# White Reflection



## xcooperx (Jun 24, 2006)

How can i remove the White reflected light on the leaves (red circled), i done everything turn off the light just the tank light and no flash but its still there, i wanna see all the plants detailed










Im using CAnon A640....


----------



## turbomkt (Mar 31, 2004)

You've got to either change the aperature or reduce the exposure time. That's what is known as being "blown" where too much light has been registered by the sensor.

A photo that is darker can be worked to look lighter, but a photo like yours can not be easily corrected once the picture has been taken.


----------



## treepimp (Apr 13, 2006)

You could also use a polarizing filter to cut back on the light reflected off of the leaves.

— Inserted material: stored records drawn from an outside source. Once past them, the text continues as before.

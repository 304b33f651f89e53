//! Outbound notification delivery boundary.
//!
//! The deduplicator hands every relevant notification to a
//! [`NotificationSink`] as fire-and-forget: a sink failure is logged by the
//! caller and never affects dedup state or later reconciliations. Retry
//! policy, if any, belongs behind the sink, not in front of it.

use crate::logging::{self, Component};
use crate::model::DeliveryError;

/// Abstract "send(contact, text)" capability.
///
/// `contact` is an opaque reference supplied by the observer record, e.g. a
/// phone number in E.164 form. Implementations must not block indefinitely;
/// transport timeouts are their responsibility.
pub trait NotificationSink {
    fn send(&self, contact: &str, text: &str) -> Result<(), DeliveryError>;
}

// ---------------------------------------------------------------------------
// Console sink
// ---------------------------------------------------------------------------

/// Development sink that prints the message instead of delivering it.
///
/// Stands in for a real SMS gateway when none is configured; the output
/// block makes simulated deliveries easy to spot in service logs.
pub struct ConsoleSink;

impl NotificationSink for ConsoleSink {
    fn send(&self, contact: &str, text: &str) -> Result<(), DeliveryError> {
        println!("   ========================================");
        println!("   SIMULATED SMS NOTIFICATION");
        println!("   ----------------------------------------");
        println!("   TO: {}", contact);
        println!("   MESSAGE: {}", text);
        println!("   ========================================");
        Ok(())
    }
}

// ---------------------------------------------------------------------------
// SMS gateway sink
// ---------------------------------------------------------------------------

/// Environment variable holding the gateway auth token. Kept out of the
/// config file; loaded via dotenv at startup.
pub const GATEWAY_TOKEN_ENV: &str = "COASTMON_SMS_TOKEN";

/// Sink that posts messages to a Twilio-style HTTP SMS gateway.
pub struct SmsGatewaySink {
    client: reqwest::blocking::Client,
    gateway_url: String,
    from_number: String,
    auth_token: String,
}

#[derive(serde::Serialize)]
struct GatewayMessage<'a> {
    to: &'a str,
    from: &'a str,
    body: &'a str,
}

impl SmsGatewaySink {
    /// Builds the sink from gateway settings, reading the auth token from
    /// `COASTMON_SMS_TOKEN`.
    ///
    /// Fails with `DeliveryError::NotConfigured` if the token is absent, so
    /// a misconfigured deployment is caught at startup rather than on the
    /// first emergency.
    pub fn new(gateway_url: &str, from_number: &str) -> Result<Self, DeliveryError> {
        let auth_token = std::env::var(GATEWAY_TOKEN_ENV).map_err(|_| {
            DeliveryError::NotConfigured(format!("{} is not set", GATEWAY_TOKEN_ENV))
        })?;
        let client = reqwest::blocking::Client::builder()
            .timeout(std::time::Duration::from_secs(10))
            .build()
            .map_err(|e| DeliveryError::Transport(e.to_string()))?;
        Ok(SmsGatewaySink {
            client,
            gateway_url: gateway_url.to_string(),
            from_number: from_number.to_string(),
            auth_token,
        })
    }
}

impl NotificationSink for SmsGatewaySink {
    fn send(&self, contact: &str, text: &str) -> Result<(), DeliveryError> {
        let payload = GatewayMessage {
            to: contact,
            from: &self.from_number,
            body: text,
        };
        let response = self
            .client
            .post(&self.gateway_url)
            .bearer_auth(&self.auth_token)
            .json(&payload)
            .send()
            .map_err(|e| DeliveryError::Transport(e.to_string()))?;

        let status = response.status();
        if !status.is_success() {
            return Err(DeliveryError::Http(status.as_u16()));
        }
        logging::debug(
            Component::Sms,
            Some(contact),
            &format!("gateway accepted message ({})", status.as_u16()),
        );
        Ok(())
    }
}
//! End-to-end notification flow: raw feed JSON through ingest, geofence
//! relevance, and the deduplicator, across a realistic snapshot sequence.

use chrono::{DateTime, TimeZone, Utc};
use std::sync::Mutex;

use coastmon_service::ingest::feed::parse_snapshot;
use coastmon_service::model::{DeliveryError, Observer, Point, Role, Severity};
use coastmon_service::notify::dedup::Notifier;
use coastmon_service::notify::sink::NotificationSink;

/// Sink that records delivered texts, shared-state safe for completeness.
struct CapturingSink {
    deliveries: Mutex<Vec<(String, String)>>,
}

impl CapturingSink {
    fn new() -> Self {
        CapturingSink {
            deliveries: Mutex::new(Vec::new()),
        }
    }

    fn texts(&self) -> Vec<String> {
        self.deliveries
            .lock()
            .unwrap()
            .iter()
            .map(|(_, text)| text.clone())
            .collect()
    }
}

impl NotificationSink for CapturingSink {
    fn send(&self, contact: &str, text: &str) -> Result<(), DeliveryError> {
        self.deliveries
            .lock()
            .unwrap()
            .push((contact.to_string(), text.to_string()));
        Ok(())
    }
}

fn fixed_now() -> DateTime<Utc> {
    Utc.with_ymd_and_hms(2024, 5, 1, 13, 0, 0).unwrap()
}

/// The 5 km circle alert from the coastal scenario, as raw feed JSON.
fn snapshot_json(ids: &[&str]) -> String {
    let records: Vec<String> = ids
        .iter()
        .map(|id| {
            format!(
                r#"{{
                    "id": "{}",
                    "type": "Cyclone Alert",
                    "level": "Alert",
                    "location": {{ "type": "circle", "coords": [21.0, 72.0], "radius": 5000 }},
                    "timestamp": 1714568400000,
                    "message": "Heavy rains expected.",
                    "createdBy": "authority-1"
                }}"#,
                id
            )
        })
        .collect();
    format!("[{}]", records.join(","))
}

fn observers() -> Vec<Observer> {
    vec![
        Observer {
            id: "auth-1".to_string(),
            role: Role::Authority,
            location: None,
            contact: Some("+911112223334".to_string()),
        },
        // ~3.3 km from the circle center: inside.
        Observer {
            id: "cit-near".to_string(),
            role: Role::Public,
            location: Some(Point::new(21.03, 72.0)),
            contact: Some("+918734095603".to_string()),
        },
        // ~11 km away: outside.
        Observer {
            id: "cit-far".to_string(),
            role: Role::Public,
            location: Some(Point::new(21.10, 72.0)),
            contact: Some("+919900112233".to_string()),
        },
    ]
}

#[test]
fn snapshot_sequence_notifies_only_for_appearances() {
    let mut notifier = Notifier::new();
    let sink = CapturingSink::new();
    let observers = observers();

    // Bootstrap: {A1} exists before the service starts. No notifications.
    let snapshot1 = parse_snapshot(&snapshot_json(&["A1"])).expect("snapshot1 parses");
    let events = notifier.reconcile(&snapshot1, &observers, &sink, fixed_now());
    assert!(events.is_empty(), "bootstrap must be silent");

    // {A1, A2}: only A2 appeared. Authority and the nearby citizen match;
    // the far citizen does not.
    let snapshot2 = parse_snapshot(&snapshot_json(&["A1", "A2"])).expect("snapshot2 parses");
    let events = notifier.reconcile(&snapshot2, &observers, &sink, fixed_now());
    assert_eq!(events.len(), 2, "A2 notifies auth-1 and cit-near only");
    assert!(events.iter().all(|e| e.alert_id == "A2"));
    let mut notified: Vec<_> = events.iter().map(|e| e.observer_id.as_str()).collect();
    notified.sort_unstable();
    assert_eq!(notified, ["auth-1", "cit-near"]);
    assert_eq!(events[0].severity, Severity::Alert);

    // {A2}: A1 vanished, nothing appeared. No events; A1's dedup record is
    // purged.
    let snapshot3 = parse_snapshot(&snapshot_json(&["A2"])).expect("snapshot3 parses");
    let events = notifier.reconcile(&snapshot3, &observers, &sink, fixed_now());
    assert!(events.is_empty(), "a vanish-only snapshot must emit nothing");

    // A1 returns under the same id: a fresh appearance, so it notifies.
    let snapshot4 = parse_snapshot(&snapshot_json(&["A1", "A2"])).expect("snapshot4 parses");
    let events = notifier.reconcile(&snapshot4, &observers, &sink, fixed_now());
    assert_eq!(events.len(), 2, "purged A1 must notify again on reappearance");
    assert!(events.iter().all(|e| e.alert_id == "A1"));
}

#[test]
fn delivered_sms_text_carries_level_type_and_call_to_action() {
    let mut notifier = Notifier::new();
    let sink = CapturingSink::new();
    let observers = observers();

    notifier.reconcile(&[], &observers, &sink, fixed_now());
    let snapshot = parse_snapshot(&snapshot_json(&["A1"])).expect("snapshot parses");
    notifier.reconcile(&snapshot, &observers, &sink, fixed_now());

    let texts = sink.texts();
    assert_eq!(texts.len(), 2, "auth-1 and cit-near each get one SMS");
    for text in &texts {
        assert_eq!(
            text,
            "ALERT: Cyclone Alert - Heavy rains expected. Take immediate action."
        );
        assert!(text.len() <= 160, "SMS must fit one segment");
    }
}

#[test]
fn recent_log_reflects_emission_order_per_observer() {
    let mut notifier = Notifier::new();
    let sink = CapturingSink::new();
    let observers = observers();

    notifier.reconcile(&[], &observers, &sink, fixed_now());
    for ids in [
        vec!["A1"],
        vec!["A1", "A2"],
        vec!["A1", "A2", "A3"],
    ] {
        let snapshot = parse_snapshot(&snapshot_json(&ids)).expect("snapshot parses");
        notifier.reconcile(&snapshot, &observers, &sink, fixed_now());
    }

    let log: Vec<_> = notifier
        .recent_events("auth-1")
        .iter()
        .map(|e| e.alert_id.clone())
        .collect();
    assert_eq!(log, ["A1", "A2", "A3"], "oldest first, in emission order");

    let far_log = notifier.recent_events("cit-far");
    assert!(
        far_log.is_empty(),
        "an observer outside every region accumulates no history"
    );
}

#[test]
fn emitted_timestamps_come_from_the_injected_clock() {
    let mut notifier = Notifier::new();
    let sink = CapturingSink::new();
    let observers = observers();

    notifier.reconcile(&[], &observers, &sink, fixed_now());
    let later = Utc.with_ymd_and_hms(2024, 5, 1, 13, 15, 0).unwrap();
    let snapshot = parse_snapshot(&snapshot_json(&["A1"])).expect("snapshot parses");
    let events = notifier.reconcile(&snapshot, &observers, &sink, later);

    assert!(!events.is_empty());
    for event in &events {
        assert_eq!(event.emitted_at_ms, later.timestamp_millis());
    }
}
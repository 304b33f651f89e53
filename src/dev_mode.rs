//! Development mode: a scripted alert feed for running the service without
//! a live upstream store.
//!
//! Each tick yields the complete current alert set, exactly as the real
//! feed would, so the notifier's snapshot diffing is exercised end to end:
//! alerts appear over several ticks, then resolve and vanish, then the
//! cycle repeats. The script is deterministic so two runs produce the same
//! notification sequence.
//!
//! The catalogue and coordinates mirror the hazards this service is
//! deployed for on the Gujarat coast.

use chrono::{DateTime, Utc};

use crate::model::{Alert, HazardRegion, Point, Severity};

/// One scripted hazard that enters and leaves the feed on fixed ticks.
struct ScriptedHazard {
    id: &'static str,
    kind: &'static str,
    severity: Severity,
    /// Tick (within the cycle) on which the alert first appears.
    appears_at: usize,
    /// Tick on which the alert is resolved and vanishes.
    resolves_at: usize,
    region: fn() -> HazardRegion,
    message: &'static str,
}

const CYCLE_TICKS: usize = 8;

fn surat_cyclone_region() -> HazardRegion {
    HazardRegion::circle(Point::new(21.10, 72.75), 20_000.0).expect("scripted region is valid")
}

fn veraval_surf_region() -> HazardRegion {
    HazardRegion::circle(Point::new(20.91, 70.36), 8_000.0).expect("scripted region is valid")
}

fn kutch_spill_region() -> HazardRegion {
    // Slick drifting along the Gulf of Kutch shoreline, polygon fence.
    HazardRegion::polygon(vec![
        Point::new(22.40, 69.00),
        Point::new(22.55, 69.05),
        Point::new(22.52, 69.25),
        Point::new(22.38, 69.20),
    ])
    .expect("scripted region is valid")
}

fn bhavnagar_bloom_region() -> HazardRegion {
    HazardRegion::circle(Point::new(21.78, 72.20), 12_000.0).expect("scripted region is valid")
}

static SCRIPT: &[ScriptedHazard] = &[
    ScriptedHazard {
        id: "dev-cyclone-surat",
        kind: "Cyclone Alert",
        severity: Severity::Emergency,
        appears_at: 0,
        resolves_at: 6,
        region: surat_cyclone_region,
        message: "Heavy rains and strong winds expected. Evacuate low-lying areas.",
    },
    ScriptedHazard {
        id: "dev-surf-veraval",
        kind: "High Surf Advisory",
        severity: Severity::Warning,
        appears_at: 1,
        resolves_at: 5,
        region: veraval_surf_region,
        message: "Swells of 3-4 m near the fishing harbour.",
    },
    ScriptedHazard {
        id: "dev-spill-kutch",
        kind: "Oil Spill",
        severity: Severity::Alert,
        appears_at: 2,
        resolves_at: 7,
        region: kutch_spill_region,
        message: "Slick reported near Narara Marine Park.",
    },
    ScriptedHazard {
        id: "dev-bloom-bhavnagar",
        kind: "Algal Bloom",
        severity: Severity::Warning,
        appears_at: 3,
        resolves_at: 7,
        region: bhavnagar_bloom_region,
        message: "Discoloured water off the Ghogha coast.",
    },
];

/// Deterministic replay feed.
pub struct DevFeed {
    tick: usize,
}

impl DevFeed {
    pub fn new() -> Self {
        DevFeed { tick: 0 }
    }

    /// Returns the full alert set for the current tick and advances the
    /// script. `now` stamps the creation time of alerts appearing this tick.
    pub fn next_snapshot(&mut self, now: DateTime<Utc>) -> Vec<Alert> {
        let phase = self.tick % CYCLE_TICKS;
        let snapshot = SCRIPT
            .iter()
            .filter(|h| phase >= h.appears_at && phase < h.resolves_at)
            .map(|h| Alert {
                // Cycle index keeps ids unique across cycles, so a repeated
                // run of the script is a genuinely new set of alerts.
                id: format!("{}-{}", h.id, self.tick / CYCLE_TICKS),
                kind: h.kind.to_string(),
                severity: h.severity,
                region: (h.region)(),
                created_at_ms: now.timestamp_millis(),
                message: Some(h.message.to_string()),
                author_id: Some("dev-script".to_string()),
            })
            .collect();
        self.tick += 1;
        snapshot
    }
}

impl Default for DevFeed {
    fn default() -> Self {
        Self::new()
    }
}

// ---------------------------------------------------------------------------
// Tests
// ---------------------------------------------------------------------------

#[cfg(test)]
mod tests {
    use super::*;
    use chrono::TimeZone;

    fn fixed_now() -> DateTime<Utc> {
        Utc.with_ymd_and_hms(2024, 5, 1, 13, 0, 0).unwrap()
    }

    #[test]
    fn test_script_grows_then_shrinks_within_a_cycle() {
        let mut feed = DevFeed::new();
        let sizes: Vec<usize> = (0..CYCLE_TICKS)
            .map(|_| feed.next_snapshot(fixed_now()).len())
            .collect();
        assert_eq!(sizes, [1, 2, 3, 4, 4, 3, 2, 0]);
    }

    #[test]
    fn test_ids_differ_between_cycles() {
        let mut feed = DevFeed::new();
        let first_cycle_first = feed.next_snapshot(fixed_now());
        for _ in 1..CYCLE_TICKS {
            feed.next_snapshot(fixed_now());
        }
        let second_cycle_first = feed.next_snapshot(fixed_now());
        assert_ne!(
            first_cycle_first[0].id, second_cycle_first[0].id,
            "a new cycle must publish fresh alert ids"
        );
    }

    #[test]
    fn test_two_feeds_replay_identically() {
        let mut a = DevFeed::new();
        let mut b = DevFeed::new();
        for _ in 0..2 * CYCLE_TICKS {
            assert_eq!(a.next_snapshot(fixed_now()), b.next_snapshot(fixed_now()));
        }
    }
}
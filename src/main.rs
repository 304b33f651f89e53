//! Service entry point.
//!
//! Loads configuration, wires a notification sink, and drives the notifier
//! from the scripted development feed on a fixed poll cadence. Snapshots
//! are processed serially from this single thread, which is the ordering
//! the deduplicator requires.

use std::path::Path;
use std::thread;
use std::time::Duration;

use chrono::Utc;

use coastmon_service::config::ServiceConfig;
use coastmon_service::dev_mode::DevFeed;
use coastmon_service::logging::{self, Component, LogLevel};
use coastmon_service::model::{Observer, Point, Role};
use coastmon_service::notify::dedup::Notifier;
use coastmon_service::notify::sink::{ConsoleSink, NotificationSink, SmsGatewaySink};

const CONFIG_PATH: &str = "coastmon.toml";

fn main() {
    dotenv::dotenv().ok();

    let config = load_config();
    logging::init_logger(
        LogLevel::from_config(&config.log.level),
        config.log.file.as_deref(),
    );
    logging::info(Component::System, None, "coastmon service starting");

    let sink = build_sink(&config);
    let mut notifier = Notifier::with_recent_cap(config.recent_log_cap);
    let mut feed = DevFeed::new();
    let observers = dev_observers();

    loop {
        let now = Utc::now();
        let snapshot = feed.next_snapshot(now);
        let emitted = notifier.reconcile(&snapshot, &observers, sink.as_ref(), now);
        logging::log_reconcile_summary(snapshot.len(), observers.len(), emitted.len());

        thread::sleep(Duration::from_secs(config.poll_interval_secs));
    }
}

fn load_config() -> ServiceConfig {
    let path = Path::new(CONFIG_PATH);
    if !path.exists() {
        return ServiceConfig::default();
    }
    match ServiceConfig::from_file(path) {
        Ok(config) => config,
        Err(e) => {
            eprintln!("{}: {}", CONFIG_PATH, e);
            std::process::exit(1);
        }
    }
}

/// SMS gateway when configured and credentialed, console otherwise.
fn build_sink(config: &ServiceConfig) -> Box<dyn NotificationSink> {
    if let Some(gateway) = &config.sms_gateway {
        match SmsGatewaySink::new(&gateway.url, &gateway.from_number) {
            Ok(sink) => {
                logging::info(Component::Sms, None, "SMS gateway sink configured");
                return Box::new(sink);
            }
            Err(e) => {
                logging::error(
                    Component::Sms,
                    None,
                    &format!("gateway unusable, falling back to console: {}", e),
                );
            }
        }
    }
    Box::new(ConsoleSink)
}

/// Fixed observer roster for development runs: a coordinating authority
/// plus citizens in and out of the scripted hazard zones.
fn dev_observers() -> Vec<Observer> {
    vec![
        Observer {
            id: "authority-control-room".to_string(),
            role: Role::Authority,
            location: None,
            contact: Some("+911112223334".to_string()),
        },
        Observer {
            id: "citizen-surat".to_string(),
            role: Role::Public,
            location: Some(Point::new(21.12, 72.78)),
            contact: Some("+918734095603".to_string()),
        },
        Observer {
            id: "citizen-inland".to_string(),
            role: Role::Public,
            location: Some(Point::new(23.03, 72.58)), // Ahmedabad, outside every zone
            contact: Some("+919900112233".to_string()),
        },
    ]
}
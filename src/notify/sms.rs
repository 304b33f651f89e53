//! SMS text formatting.
//!
//! Presentation layered on top of emitted notification events, never part of
//! the event data itself. A message reads:
//!
//!   `EMERGENCY: Cyclone Alert - Heavy rains expected. EVACUATE IMMEDIATELY.`
//!
//! The free-form alert message is shortened to keep the critical parts
//! (level, hazard type, call to action) intact, and the whole text is capped
//! at the single-segment SMS limit.

use crate::model::{Alert, Severity};

/// Single-segment SMS length limit.
pub const SMS_MAX_LEN: usize = 160;

/// Longest slice of the free-form alert message included in the SMS.
const MESSAGE_EXCERPT_LEN: usize = 50;

/// Severity-specific call-to-action appended to every SMS.
fn call_to_action(severity: Severity) -> &'static str {
    match severity {
        Severity::Emergency => "EVACUATE IMMEDIATELY.",
        Severity::Alert => "Take immediate action.",
        Severity::Warning => "Stay alert.",
    }
}

/// Formats the outbound SMS text for an alert.
pub fn format_alert_sms(alert: &Alert) -> String {
    let mut text = format!(
        "{}: {}",
        alert.severity.to_string().to_uppercase(),
        alert.kind
    );

    if let Some(message) = &alert.message {
        let message = message.trim();
        if !message.is_empty() {
            text.push_str(" - ");
            text.push_str(&excerpt(message, MESSAGE_EXCERPT_LEN));
        }
    }

    text.push(' ');
    text.push_str(call_to_action(alert.severity));

    if text.len() > SMS_MAX_LEN {
        text = format!("{}...", truncate_on_char_boundary(&text, SMS_MAX_LEN - 3));
    }
    text
}

/// Shortens `s` to at most `max` characters, appending "..." when cut.
fn excerpt(s: &str, max: usize) -> String {
    if s.len() <= max {
        s.to_string()
    } else {
        format!("{}...", truncate_on_char_boundary(s, max))
    }
}

fn truncate_on_char_boundary(s: &str, mut at: usize) -> &str {
    while at > 0 && !s.is_char_boundary(at) {
        at -= 1;
    }
    &s[..at]
}

// ---------------------------------------------------------------------------
// Tests
// ---------------------------------------------------------------------------

#[cfg(test)]
mod tests {
    use super::*;
    use crate::model::{HazardRegion, Point};

    fn alert(severity: Severity, kind: &str, message: Option<&str>) -> Alert {
        Alert {
            id: "a1".to_string(),
            kind: kind.to_string(),
            severity,
            region: HazardRegion::circle(Point::new(21.0, 72.0), 5000.0)
                .expect("valid region"),
            created_at_ms: 1_700_000_000_000,
            message: message.map(String::from),
            author_id: None,
        }
    }

    #[test]
    fn test_emergency_sms_has_uppercase_level_and_evacuation_suffix() {
        let text = format_alert_sms(&alert(
            Severity::Emergency,
            "Cyclone Alert",
            Some("Heavy rains and strong winds expected."),
        ));
        assert_eq!(
            text,
            "EMERGENCY: Cyclone Alert - Heavy rains and strong winds expected. \
             EVACUATE IMMEDIATELY."
        );
    }

    #[test]
    fn test_warning_sms_uses_stay_alert_suffix() {
        let text = format_alert_sms(&alert(Severity::Warning, "High Surf Advisory", None));
        assert_eq!(text, "WARNING: High Surf Advisory Stay alert.");
    }

    #[test]
    fn test_alert_sms_uses_immediate_action_suffix() {
        let text = format_alert_sms(&alert(Severity::Alert, "Oil Spill", None));
        assert!(text.ends_with("Take immediate action."), "got '{}'", text);
    }

    #[test]
    fn test_long_free_form_message_is_excerpted_at_50_chars() {
        let long = "x".repeat(120);
        let text = format_alert_sms(&alert(Severity::Alert, "Algal Bloom", Some(&long)));
        assert!(
            text.contains(&format!("{}...", "x".repeat(50))),
            "message should be cut to 50 chars with ellipsis: '{}'",
            text
        );
        assert!(!text.contains(&"x".repeat(51)));
    }

    #[test]
    fn test_total_sms_length_never_exceeds_160() {
        let long_kind = "Extremely Detailed And Verbose Hazard Classification Label ".repeat(3);
        let text = format_alert_sms(&alert(
            Severity::Emergency,
            long_kind.trim(),
            Some("some additional detail for the message body"),
        ));
        assert!(
            text.len() <= SMS_MAX_LEN,
            "SMS must fit one segment, got {} chars",
            text.len()
        );
        assert!(text.ends_with("..."), "overlong SMS should end with ellipsis");
    }

    #[test]
    fn test_empty_message_is_omitted_entirely() {
        let text = format_alert_sms(&alert(Severity::Warning, "Illegal Dumping", Some("   ")));
        assert_eq!(text, "WARNING: Illegal Dumping Stay alert.");
    }
}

I would do this in conjunction with cutting back a stop or two.


----------



## JoeHoetzl (Feb 23, 2005)

Put the camera on a tripod.

Set it for as manual as you can - take one or more exposure for the bottom, take one or more for the top and blend. 
Technique known as bracketing.

The A640 can do exposure compensation +/-2 stops in 1/3-stop increments.

Also, when you setup on a tripod, get the lens's front plane parallel to the glass so you don't get that odd geometry.

Oh, and at least remove the magnetic algae cleaner and really clean the glass well (newspaper and windex/good glass cleaner).


----------